- **TASK PROMPT**
Output each entry exactly as written.

*** EXTRACTED ENTRIES Section Begins ***

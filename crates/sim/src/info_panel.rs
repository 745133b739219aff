//! The "more info" panel: description, question list, and answers for a prop.
//!
//! A single panel exists process-wide. Opening it for a new prop fully resets
//! any prior state; invalid transitions are ignored rather than advancing.

use crate::catalog::{PropDefinition, QaPair};
use engine_core::{NodeId, SceneGraph};

#[derive(Debug, Clone, Copy, PartialEq, Eq)]
pub enum InfoPanelState {
    Hidden,
    Description,
    QuestionList,
    /// Showing the answer to question index `.0`.
    Answer(usize),
}

#[derive(Debug)]
pub struct InfoPanel {
    state: InfoPanelState,
    def: Option<&'static PropDefinition>,
    /// Camera-anchored plane the panel renders on.
    node: Option<NodeId>,
}

impl Default for InfoPanel {
    fn default() -> Self {
        Self::new()
    }
}

impl InfoPanel {
    pub fn new() -> Self {
        Self {
            state: InfoPanelState::Hidden,
            def: None,
            node: None,
        }
    }

    /// Attach the panel to its plane node (created by the scene builder).
    pub fn set_node(&mut self, node: NodeId) {
        self.node = Some(node);
    }

    pub fn state(&self) -> InfoPanelState {
        self.state
    }

    pub fn current_prop(&self) -> Option<&'static PropDefinition> {
        self.def
    }

    /// Open for a prop. Always lands on the description, dropping whatever the
    /// panel was showing before.
    pub fn open(&mut self, def: &'static PropDefinition, graph: &mut SceneGraph) {
        self.def = Some(def);
        self.state = InfoPanelState::Description;
        if let Some(node) = self.node {
            graph.set_visible(node, true);
        }
    }

    /// Description → question list. Ignored unless the prop has questions.
    pub fn advance(&mut self) {
        if self.state != InfoPanelState::Description {
            return;
        }
        if self.def.map(|d| !d.qa.is_empty()).unwrap_or(false) {
            self.state = InfoPanelState::QuestionList;
        }
    }

    /// Question list → answer. Ignored from any other state or for an index
    /// out of range.
    pub fn select_question(&mut self, index: usize) {
        if self.state != InfoPanelState::QuestionList {
            return;
        }
        let count = self.def.map(|d| d.qa.len()).unwrap_or(0);
        if index < count {
            self.state = InfoPanelState::Answer(index);
        }
    }

    /// Answer → back to the question list.
    pub fn ask_again(&mut self) {
        if matches!(self.state, InfoPanelState::Answer(_)) {
            self.state = InfoPanelState::QuestionList;
        }
    }

    /// Any state → hidden.
    pub fn close(&mut self, graph: &mut SceneGraph) {
        self.state = InfoPanelState::Hidden;
        self.def = None;
        if let Some(node) = self.node {
            graph.set_visible(node, false);
        }
    }

    pub fn title(&self) -> Option<&'static str> {
        self.def.map(|d| d.title)
    }

    /// Body text for the current state: description, question prompt, or the
    /// selected answer.
    pub fn body_text(&self) -> Option<&'static str> {
        let def = self.def?;
        match self.state {
            InfoPanelState::Hidden => None,
            InfoPanelState::Description => Some(def.description),
            InfoPanelState::QuestionList => Some("Choose a question below:"),
            InfoPanelState::Answer(i) => def.qa.get(i).map(|qa| qa.answer),
        }
    }

    /// Questions listed while in the question-list state.
    pub fn questions(&self) -> &'static [QaPair] {
        match (self.state, self.def) {
            (InfoPanelState::QuestionList, Some(def)) => def.qa,
            _ => &[],
        }
    }
}

#[cfg(test)]
mod tests {
    use super::*;
    use crate::catalog::{find, SHOWCASE_PROPS};

    fn panel_with(id: &str) -> (InfoPanel, SceneGraph) {
        let mut graph = SceneGraph::new();
        let node = graph.create_node("info_panel");
        let mut panel = InfoPanel::new();
        panel.set_node(node);
        panel.open(find(SHOWCASE_PROPS, id).unwrap(), &mut graph);
        (panel, graph)
    }

    #[test]
    fn full_cycle_description_to_answer_and_back() {
        let (mut panel, mut graph) = panel_with("stethoscope");
        assert_eq!(panel.state(), InfoPanelState::Description);
        panel.advance();
        assert_eq!(panel.state(), InfoPanelState::QuestionList);
        assert_eq!(panel.questions().len(), 3);
        panel.select_question(1);
        assert_eq!(panel.state(), InfoPanelState::Answer(1));
        panel.ask_again();
        assert_eq!(panel.state(), InfoPanelState::QuestionList);
        panel.close(&mut graph);
        assert_eq!(panel.state(), InfoPanelState::Hidden);
    }

    #[test]
    fn select_question_from_description_is_ignored() {
        let (mut panel, _graph) = panel_with("stethoscope");
        panel.select_question(0);
        // Must not skip past the question list.
        assert_eq!(panel.state(), InfoPanelState::Description);
    }

    #[test]
    fn out_of_range_question_is_ignored() {
        let (mut panel, _graph) = panel_with("stethoscope");
        panel.advance();
        panel.select_question(99);
        assert_eq!(panel.state(), InfoPanelState::QuestionList);
    }

    #[test]
    fn reopening_resets_prior_state() {
        let (mut panel, mut graph) = panel_with("stethoscope");
        panel.advance();
        panel.select_question(0);
        // Opening another prop lands back on its description, with no leaked
        // question list from the previous prop.
        panel.open(find(SHOWCASE_PROPS, "gauze").unwrap(), &mut graph);
        assert_eq!(panel.state(), InfoPanelState::Description);
        assert_eq!(panel.current_prop().unwrap().id, "gauze");
        assert!(panel.questions().is_empty());
    }

    #[test]
    fn prop_without_questions_cannot_advance() {
        let mut graph = SceneGraph::new();
        let mut panel = InfoPanel::new();
        panel.open(find(SHOWCASE_PROPS, "iv_stand").unwrap(), &mut graph);
        panel.advance();
        assert_eq!(panel.state(), InfoPanelState::Description);
    }
}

*** EXTRACTED ENTRIES Section Ends ***

- **TASK OUTPUT**
filename crates/sim/src/info_panel.rs
repository 745133b739219aff
//! The "more info" panel: description, question list, and answers for a prop.
//!
//! A single panel exists process-wide. Opening it for a new prop fully resets
//! any prior state; invalid transitions are ignored rather than advancing.

use crate::catalog::{PropDefinition, QaPair};
use engine_core::{NodeId, SceneGraph};

#[derive(Debug, Clone, Copy, PartialEq, Eq)]
pub enum InfoPanelState {
    Hidden,
    Description,
    QuestionList,
    /// Showing the answer to question index `.0`.
    Answer(usize),
}

#[derive(Debug)]
pub struct InfoPanel {
    state: InfoPanelState,
    def: Option<&'static PropDefinition>,
    /// Camera-anchored plane the panel renders on.
    node: Option<NodeId>,
}

impl Default for InfoPanel {
    fn default() -> Self {
        Self::new()
    }
}

impl InfoPanel {
    pub fn new() -> Self {
        Self {
            state: InfoPanelState::Hidden,
            def: None,
            node: None,
        }
    }

    /// Attach the panel to its plane node (created by the scene builder).
    pub fn set_node(&mut self, node: NodeId) {
        self.node = Some(node);
    }

    pub fn state(&self) -> InfoPanelState {
        self.state
    }

    pub fn current_prop(&self) -> Option<&'static PropDefinition> {
        self.def
    }

    /// Open for a prop. Always lands on the description, dropping whatever the
    /// panel was showing before.
    pub fn open(&mut self, def: &'static PropDefinition, graph: &mut SceneGraph) {
        self.def = Some(def);
        self.state = InfoPanelState::Description;
        if let Some(node) = self.node {
            graph.set_visible(node, true);
        }
    }

    /// Description → question list. Ignored unless the prop has questions.
    pub fn advance(&mut self) {
        if self.state != InfoPanelState::Description {
            return;
        }
        if self.def.map(|d| !d.qa.is_empty()).unwrap_or(false) {
            self.state = InfoPanelState::QuestionList;
        }
    }

    /// Question list → answer. Ignored from any other state or for an index
    /// out of range.
    pub fn select_question(&mut self, index: usize) {
        if self.state != InfoPanelState::QuestionList {
            return;
        }
        let count = self.def.map(|d| d.qa.len()).unwrap_or(0);
        if index < count {
            self.state = InfoPanelState::Answer(index);
        }
    }

    /// Answer → back to the question list.
    pub fn ask_again(&mut self) {
        if matches!(self.state, InfoPanelState::Answer(_)) {
            self.state = InfoPanelState::QuestionList;
        }
    }

    /// Any state → hidden.
    pub fn close(&mut self, graph: &mut SceneGraph) {
        self.state = InfoPanelState::Hidden;
        self.def = None;
        if let Some(node) = self.node {
            graph.set_visible(node, false);
        }
    }

    pub fn title(&self) -> Option<&'static str> {
        self.def.map(|d| d.title)
    }

    /// Body text for the current state: description, question prompt, or the
    /// selected answer.
    pub fn body_text(&self) -> Option<&'static str> {
        let def = self.def?;
        match self.state {
            InfoPanelState::Hidden => None,
            InfoPanelState::Description => Some(def.description),
            InfoPanelState::QuestionList => Some("Choose a question below:"),
            InfoPanelState::Answer(i) => def.qa.get(i).map(|qa| qa.answer),
        }
    }

    /// Questions listed while in the question-list state.
    pub fn questions(&self) -> &'static [QaPair] {
        match (self.state, self.def) {
            (InfoPanelState::QuestionList, Some(def)) => def.qa,
            _ => &[],
        }
    }
}

#[cfg(test)]
mod tests {
    use super::*;
    use crate::catalog::{find, SHOWCASE_PROPS};

    fn panel_with(id: &str) -> (InfoPanel, SceneGraph) {
        let mut graph = SceneGraph::new();
        let node = graph.create_node("info_panel");
        let mut panel = InfoPanel::new();
        panel.set_node(node);
        panel.open(find(SHOWCASE_PROPS, id).unwrap(), &mut graph);
        (panel, graph)
    }

    #[test]
    fn full_cycle_description_to_answer_and_back() {
        let (mut panel, mut graph) = panel_with("stethoscope");
        assert_eq!(panel.state(), InfoPanelState::Description);
        panel.advance();
        assert_eq!(panel.state(), InfoPanelState::QuestionList);
        assert_eq!(panel.questions().len(), 3);
        panel.select_question(1);
        assert_eq!(panel.state(), InfoPanelState::Answer(1));
        panel.ask_again();
        assert_eq!(panel.state(), InfoPanelState::QuestionList);
        panel.close(&mut graph);
        assert_eq!(panel.state(), InfoPanelState::Hidden);
    }

    #[test]
    fn select_question_from_description_is_ignored() {
        let (mut panel, _graph) = panel_with("stethoscope");
        panel.select_question(0);
        // Must not skip past the question list.
        assert_eq!(panel.state(), InfoPanelState::Description);
    }

    #[test]
    fn out_of_range_question_is_ignored() {
        let (mut panel, _graph) = panel_with("stethoscope");
        panel.advance();
        panel.select_question(99);
        assert_eq!(panel.state(), InfoPanelState::QuestionList);
    }

    #[test]
    fn reopening_resets_prior_state() {
        let (mut panel, mut graph) = panel_with("stethoscope");
        panel.advance();
        panel.select_question(0);
        // Opening another prop lands back on its description, with no leaked
        // question list from the previous prop.
        panel.open(find(SHOWCASE_PROPS, "gauze").unwrap(), &mut graph);
        assert_eq!(panel.state(), InfoPanelState::Description);
        assert_eq!(panel.current_prop().unwrap().id, "gauze");
        assert!(panel.questions().is_empty());
    }

    #[test]
    fn prop_without_questions_cannot_advance() {
        let mut graph = SceneGraph::new();
        let mut panel = InfoPanel::new();
        panel.open(find(SHOWCASE_PROPS, "iv_stand").unwrap(), &mut graph);
        panel.advance();
        assert_eq!(panel.state(), InfoPanelState::Description);
    }
}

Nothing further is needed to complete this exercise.